Abstract
The propagation of high peak-power laser beams in real atmospheres has been an active research area for a couple of decades. Atmospheric turbulence and loss will induce decreases in the filamentation self-focusing collapse distance as the refractive index structure parameter and volume extinction coefficient, respectively, increase. This paper provides a validated analytical method for predicting the filamentation onset distance in lossy, turbulent, nonlinear media. It is based on a modification of Petrishchev’s and Marburger theories. It postulates that the ratio of the peak power to critical power at range in turbulence is modified by a multiplicative, rather than additive, gain factor. Specifically, this new approach modifies the Petrishchev’s turbulence equation to create the required multiplicative factor. This is necessary to create the shortened filamentation onset distance that occurs when a laser beam propagates through the cited nonlinear medium. This equation then is used with the Marburger distance and the Karr et al loss equations to yield the filamentation onset distance estimate in lossy, turbulent, nonlinear environment. Theory validation is done against two independent sets of computer simulation results. One comes from the NRL’s HELCAP software and the other from MZA’s Wave Train modeling software package. This paper also shows that once the zero-turbulence onset distance is set based on link loss, the addition of turbulence creates essentially the same PDFs at similar median distances for each loss case. This result had not been previously reported. This is the first quantitative comparison between closed form equations and computer simulation results characterizing filament generation in a lossy, turbulent, nonlinear medium.
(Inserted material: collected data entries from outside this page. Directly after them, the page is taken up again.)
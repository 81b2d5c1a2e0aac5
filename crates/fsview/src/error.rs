use thiserror::Error;

/// Broad category of a [`ViewError`].
#[derive(Debug, Clone, Copy, PartialEq, Eq, Hash)]
pub enum ErrorKind {
    /// The argument is invalid by construction (e.g. a negative index).
    Domain,
    /// The argument is well-formed but falls outside the current logical size.
    Bounds,
}

/// Failure raised by checked view operations.
///
/// None of the operations that return this error mutate anything, so a
/// failure never leaves partial state behind.
#[derive(Debug, Error, Clone, PartialEq, Eq)]
pub enum ViewError {
    /// `at` was called with a negative index.
    #[error("at({index}): invalid index")]
    NegativeIndex {
        /// The offending index.
        index: isize,
    },
    /// `at` was called with an index at or past the logical size.
    #[error("at({index}): invalid index, size is {size}")]
    IndexOutOfRange {
        /// The offending index.
        index: isize,
        /// Logical size of the view at the time of the call.
        size: usize,
    },
    /// `substr` was called with a position outside `[0, size]`.
    #[error("substr({pos}): position out of range for size {size}")]
    PositionOutOfRange {
        /// The offending position.
        pos: isize,
        /// Logical size of the view at the time of the call.
        size: usize,
    },
}

impl ViewError {
    /// Returns whether this is a domain or a bounds failure.
    #[must_use]
    pub fn kind(&self) -> ErrorKind {
        match self {
            ViewError::NegativeIndex { .. } => ErrorKind::Domain,
            ViewError::IndexOutOfRange { .. } | ViewError::PositionOutOfRange { .. } => {
                ErrorKind::Bounds
            }
        }
    }
}
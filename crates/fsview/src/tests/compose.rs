use alloc::{rc::Rc, vec::Vec};
use core::cell::RefCell;

use crate::{Predicate, View, compose};

#[test]
fn compose_replaces_predicate_with_conjunction() {
    let v = View::with_predicate("c / c++", |c: &u8| *c == b'c');
    let symbols = Predicate::new(|c: &u8| matches!(c, b'c' | b'/' | b'+' | b' '));
    let not_space = Predicate::new(|c: &u8| *c != b' ');
    let composed = compose(&v, [symbols, not_space]);
    assert_eq!(composed, "c/c++");
    assert_eq!(composed.data(), v.data());
}

#[test]
fn compose_with_no_filters_accepts_everything() {
    let v = View::with_predicate("abc", |_: &u8| false);
    let composed = compose(&v, Vec::new());
    assert_eq!(composed, "abc");
    assert!(composed.predicate().is_accept_all());
}

#[test]
fn compose_matches_single_conjunction() {
    let text = "The quick brown fox, 1234!";
    let alpha = |c: &u8| c.is_ascii_alphanumeric();
    let lower = |c: &u8| !c.is_ascii_uppercase();
    let composed = compose(&View::new(text), [Predicate::new(alpha), Predicate::new(lower)]);
    let single = View::with_predicate(text, move |c: &u8| alpha(c) && lower(c));
    assert_eq!(composed.to_bstring(), single.to_bstring());
}

#[test]
fn compose_short_circuits_in_order() {
    let log = Rc::new(RefCell::new(Vec::new()));
    let first = {
        let log = Rc::clone(&log);
        Predicate::new(move |c: &u8| {
            log.borrow_mut().push((1, *c));
            *c != b'x'
        })
    };
    let second = {
        let log = Rc::clone(&log);
        Predicate::new(move |c: &u8| {
            log.borrow_mut().push((2, *c));
            true
        })
    };

    let composed = compose(&View::new("ax"), [first, second]);
    assert_eq!(composed.size(), 1);
    assert_eq!(*log.borrow(), [(1, b'a'), (2, b'a'), (1, b'x')]);
}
© 2019 Optical Society of America under the terms of the OSA Open Access Publishing Agreement
1. Introduction
The propagation of Ultra-Short-Pulse Laser (USPL) beams in the atmosphere continues to be an active research topic [1–8]. The high peak power of the laser (if above a certain critical threshold) still creates a dynamic interaction between beam diffraction and nonlinear optical effects to induce one or more filaments in this channel, but with some unique different properties induced by the atmospheric turbulence. For example, the filamentation onset distance shortens for moderate to strong turbulence [9,10]. In addition, once the filament is formed in this environment, it appears to be unaffected by the turbulence surrounding it in [3,11]. Ackermann et al showed this fact under extreme turbulent conditions (> 5 times the refractive index structure parameter that is observed in the Earth’s typical daytime atmosphere) [11]. This means that the initiation of filamentation in terms of position and pointing stability appear to be the only processes affected by turbulence. The presence of a converging, diverging and collimating lenses in the laser transmitter’s telescope also change the collapse distance and its Probability Density Functions (PDF) as well. Stotts et al recently provided a validated engineering equation for predicting the filamentation self-focusing distance in lossless, turbulent nonlinear media with and without a transmitter lens [12].
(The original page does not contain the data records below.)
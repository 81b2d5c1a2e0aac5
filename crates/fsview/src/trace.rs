// Structured trace events, compiled away unless the `tracing` feature is on.

#[cfg(feature = "tracing")]
macro_rules! trace {
    ($($arg:tt)*) => {
        ::tracing::trace!($($arg)*)
    };
}

#[cfg(not(feature = "tracing"))]
macro_rules! trace {
    ($($arg:tt)*) => {};
}

pub(crate) use trace;
use alloc::{string::String, vec::Vec};

use rstest::rstest;

use crate::{Predicate, View, compose, split, substr};

fn render(parts: &[View<'_>]) -> Vec<String> {
    parts.iter().map(alloc::string::ToString::to_string).collect()
}

#[test]
fn split_hex_words() {
    let interest = |c: &u8| b"abcdefABCDEF /".contains(c);
    let v = View::with_predicate("0xDEADBEEF / 0xdeadbeef", interest);
    let parts = split(&v, &View::new(" / "));
    assert_eq!(render(&parts), ["DEADBEEF", "deadbeef"]);
}

#[rstest]
#[case("xx", "x", &["", "", ""])]
#[case("xax", "x", &["", "a", ""])]
#[case("a,b,c", ",", &["a", "b", "c"])]
#[case("a,b,", ",", &["a", "b", ""])]
#[case("abc", ",", &["abc"])]
#[case("a::b:::c", "::", &["a", "b", ":c"])]
#[case("aaaa", "aa", &["", "", ""])]
fn split_cases(#[case] text: &str, #[case] token: &str, #[case] expected: &[&str]) {
    let parts = split(&View::new(text), &View::new(token));
    assert_eq!(render(&parts), expected);
}

#[test]
fn split_of_empty_view_returns_the_view() {
    let v = View::with_predicate("x,x", |c: &u8| *c == b'y');
    let parts = split(&v, &View::new(","));
    assert_eq!(parts.len(), 1);
    assert_eq!(parts[0].data(), v.data());
    assert!(parts[0].is_empty());

    let parts = split(&View::new(""), &View::new(","));
    assert_eq!(parts.len(), 1);
}

#[test]
fn split_on_empty_token_returns_the_view() {
    let v = View::new("abc");
    let parts = split(&v, &View::new(""));
    assert_eq!(render(&parts), ["abc"]);
}

#[test]
fn delimiter_in_rejected_bytes_still_splits() {
    // The view hides every comma, but splitting scans the raw buffer.
    let v = View::with_predicate("a,b,c", |c: &u8| *c != b',');
    assert_eq!(v, "abc");
    let parts = split(&v, &View::new(","));
    assert_eq!(render(&parts), ["a", "b", "c"]);
}

#[test]
fn segments_keep_the_source_predicate() {
    let v = View::with_predicate("a1b2|c3d4", |c: &u8| c.is_ascii_alphabetic() || *c == b'|');
    let parts = split(&v, &View::new("|"));
    assert_eq!(render(&parts), ["ab", "cd"]);
}

#[test]
fn token_uses_its_logical_content() {
    let token = View::with_predicate("-+-", |c: &u8| *c == b'+');
    let parts = split(&View::new("1+2-3"), &token);
    assert_eq!(render(&parts), ["1", "2-3"]);
}

#[test]
fn segments_start_at_their_raw_span() {
    let text = "ab|cd";
    let v = View::new(text);
    let parts = split(&v, &View::new("|"));
    assert_eq!(parts[1].data(), &text.as_bytes()[3..]);
    assert_eq!(parts[1].size(), 2);
}

#[test]
fn segments_can_be_derived_further() {
    let v = View::new("alpha beta,gamma");
    let parts = split(&v, &View::new(","));
    let words = split(&parts[0], &View::new(" "));
    assert_eq!(render(&words), ["alpha", "beta"]);
    assert_eq!(substr(&words[1], 1, 2).unwrap(), "et");
}

#[test]
fn segments_do_not_reach_past_their_span() {
    let v = View::new("a,b,c");
    let token = View::new(",");
    let parts = split(&v, &token);
    assert_eq!(parts[0].length(), 1);
    assert_eq!(parts[1].data(), b"b");

    for part in &parts {
        let again = split(part, &token);
        assert_eq!(again.len(), 1);
        assert_eq!(again[0], *part);
    }
    assert_eq!(compose(&parts[0], [Predicate::accept_all()]), "a");
}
In real atmospheres, both atmospheric loss and turbulence are present. This would suggest that there will be dynamic interaction between loss, turbulence, diffraction and nonlinear effects in the creation of filaments. Research has been reported on laser propagation through a lossy, nonlinear medium [11,13,14]. Ackerman et. al. showed that filaments can survive their interaction with aerosols via both computer simulation and experimentation [11]. Karr et al provided an analytical equation for predicting the filamentation onset distance for lossy media, with and without the use of a transmitter lens [13]. Their equation is a modified version of the Marburger loss equation derived in [15]. To date, there has not been much reported in the literature on the characterization of laser propagation through lossy, turbulent, nonlinear media.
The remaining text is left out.